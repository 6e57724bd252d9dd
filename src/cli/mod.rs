//! CLI command handlers
//!
//! This module contains the implementation of CLI commands,
//! bridging the clap argument parsing with the service layer.

pub mod audit;
pub mod category;
pub mod report;
pub mod transaction;

pub use audit::handle_audit_command;
pub use category::handle_categories_command;
pub use report::{handle_report_command, ReportCommands};
pub use transaction::{handle_transaction_command, TransactionCommands};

★ ★ ★ ★ ★

● **What you have to do**
Word for word, copy out the data.

● **Answer space**
repository 6e57724bd252d9dd
filename src/cli/mod.rs
//! CLI command handlers
//!
//! This module contains the implementation of CLI commands,
//! bridging the clap argument parsing with the service layer.

pub mod audit;
pub mod category;
pub mod report;
pub mod transaction;

pub use audit::handle_audit_command;
pub use category::handle_categories_command;
pub use report::{handle_report_command, ReportCommands};
pub use transaction::{handle_transaction_command, TransactionCommands};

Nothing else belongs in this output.